Assignment ▸ Go through the records below and copy out every line that contains the word "usize".

Collected data entries
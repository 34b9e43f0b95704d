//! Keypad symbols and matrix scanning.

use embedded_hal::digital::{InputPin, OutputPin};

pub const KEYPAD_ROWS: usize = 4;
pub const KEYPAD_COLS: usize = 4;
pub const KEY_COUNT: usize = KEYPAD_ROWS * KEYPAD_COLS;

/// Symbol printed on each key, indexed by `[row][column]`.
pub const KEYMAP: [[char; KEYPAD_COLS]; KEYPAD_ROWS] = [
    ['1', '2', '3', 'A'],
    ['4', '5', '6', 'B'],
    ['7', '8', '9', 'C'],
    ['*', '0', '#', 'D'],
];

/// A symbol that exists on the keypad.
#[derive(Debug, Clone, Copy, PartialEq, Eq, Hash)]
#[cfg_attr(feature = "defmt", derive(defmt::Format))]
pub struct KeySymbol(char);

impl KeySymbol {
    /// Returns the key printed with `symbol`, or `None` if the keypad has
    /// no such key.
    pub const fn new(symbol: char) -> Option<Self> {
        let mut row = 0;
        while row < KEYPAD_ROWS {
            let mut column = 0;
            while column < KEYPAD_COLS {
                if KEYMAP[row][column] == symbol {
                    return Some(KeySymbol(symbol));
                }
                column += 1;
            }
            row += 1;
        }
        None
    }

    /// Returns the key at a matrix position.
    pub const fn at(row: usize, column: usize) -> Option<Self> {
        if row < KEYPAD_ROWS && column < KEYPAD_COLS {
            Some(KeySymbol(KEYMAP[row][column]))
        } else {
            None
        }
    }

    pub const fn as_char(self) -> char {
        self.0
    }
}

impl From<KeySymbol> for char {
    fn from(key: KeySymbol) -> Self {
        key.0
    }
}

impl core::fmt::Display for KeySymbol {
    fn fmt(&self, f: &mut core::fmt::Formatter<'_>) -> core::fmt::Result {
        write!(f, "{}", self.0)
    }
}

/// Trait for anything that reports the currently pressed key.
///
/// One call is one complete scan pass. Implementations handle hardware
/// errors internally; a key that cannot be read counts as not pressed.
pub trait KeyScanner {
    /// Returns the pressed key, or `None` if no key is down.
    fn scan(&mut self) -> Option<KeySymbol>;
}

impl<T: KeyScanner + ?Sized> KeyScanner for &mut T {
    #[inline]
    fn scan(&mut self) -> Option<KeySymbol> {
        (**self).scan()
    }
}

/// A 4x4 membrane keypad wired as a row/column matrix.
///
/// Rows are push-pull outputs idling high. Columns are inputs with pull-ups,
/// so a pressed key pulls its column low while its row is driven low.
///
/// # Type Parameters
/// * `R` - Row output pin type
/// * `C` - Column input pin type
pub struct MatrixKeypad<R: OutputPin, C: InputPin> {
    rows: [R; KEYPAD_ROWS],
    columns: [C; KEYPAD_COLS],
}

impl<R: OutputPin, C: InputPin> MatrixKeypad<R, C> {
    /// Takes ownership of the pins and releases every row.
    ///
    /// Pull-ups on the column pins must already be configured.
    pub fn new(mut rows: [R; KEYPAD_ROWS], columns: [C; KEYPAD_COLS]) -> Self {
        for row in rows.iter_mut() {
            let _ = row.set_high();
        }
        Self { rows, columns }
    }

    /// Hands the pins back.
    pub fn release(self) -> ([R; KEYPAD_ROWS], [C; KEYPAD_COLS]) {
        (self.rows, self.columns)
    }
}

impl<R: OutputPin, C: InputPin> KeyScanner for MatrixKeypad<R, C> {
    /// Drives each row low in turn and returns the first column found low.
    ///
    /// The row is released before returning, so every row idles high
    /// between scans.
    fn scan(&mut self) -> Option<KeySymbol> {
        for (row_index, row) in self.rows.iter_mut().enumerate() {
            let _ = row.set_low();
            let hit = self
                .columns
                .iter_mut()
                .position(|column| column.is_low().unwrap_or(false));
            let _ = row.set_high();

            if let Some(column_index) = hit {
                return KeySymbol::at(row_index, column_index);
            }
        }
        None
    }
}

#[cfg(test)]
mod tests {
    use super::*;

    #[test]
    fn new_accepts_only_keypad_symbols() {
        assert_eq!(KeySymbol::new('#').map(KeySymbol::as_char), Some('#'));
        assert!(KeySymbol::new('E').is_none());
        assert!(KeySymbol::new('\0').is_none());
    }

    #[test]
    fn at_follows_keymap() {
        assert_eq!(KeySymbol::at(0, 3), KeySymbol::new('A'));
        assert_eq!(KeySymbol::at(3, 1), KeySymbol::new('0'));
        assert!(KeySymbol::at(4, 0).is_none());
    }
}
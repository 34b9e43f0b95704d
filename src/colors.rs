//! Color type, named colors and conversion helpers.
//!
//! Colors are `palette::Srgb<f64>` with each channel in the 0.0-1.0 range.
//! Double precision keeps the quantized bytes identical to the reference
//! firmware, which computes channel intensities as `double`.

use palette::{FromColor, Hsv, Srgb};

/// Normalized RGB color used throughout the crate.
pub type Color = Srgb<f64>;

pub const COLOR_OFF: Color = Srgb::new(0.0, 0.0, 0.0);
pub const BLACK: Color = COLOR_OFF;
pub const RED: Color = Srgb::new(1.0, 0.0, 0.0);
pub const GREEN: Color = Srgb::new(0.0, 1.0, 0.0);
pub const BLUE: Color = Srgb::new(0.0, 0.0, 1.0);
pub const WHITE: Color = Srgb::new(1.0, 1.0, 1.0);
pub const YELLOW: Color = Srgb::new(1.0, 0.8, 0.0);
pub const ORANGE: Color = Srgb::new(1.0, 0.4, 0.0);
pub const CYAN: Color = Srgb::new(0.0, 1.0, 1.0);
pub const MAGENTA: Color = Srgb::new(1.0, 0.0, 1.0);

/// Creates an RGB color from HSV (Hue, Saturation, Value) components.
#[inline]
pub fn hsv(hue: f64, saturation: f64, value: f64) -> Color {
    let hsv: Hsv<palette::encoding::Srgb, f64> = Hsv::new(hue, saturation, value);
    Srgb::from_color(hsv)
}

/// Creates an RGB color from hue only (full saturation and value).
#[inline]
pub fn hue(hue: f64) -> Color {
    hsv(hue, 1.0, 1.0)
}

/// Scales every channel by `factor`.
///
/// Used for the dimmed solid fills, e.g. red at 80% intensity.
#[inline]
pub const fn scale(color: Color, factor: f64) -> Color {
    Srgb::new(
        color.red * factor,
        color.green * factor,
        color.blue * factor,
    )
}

Answer below ▸
pub const KEYPAD_ROWS: usize = 4;
pub const KEYPAD_COLS: usize = 4;
pub const KEY_COUNT: usize = KEYPAD_ROWS * KEYPAD_COLS;
    pub const fn at(row: usize, column: usize) -> Option<Self> {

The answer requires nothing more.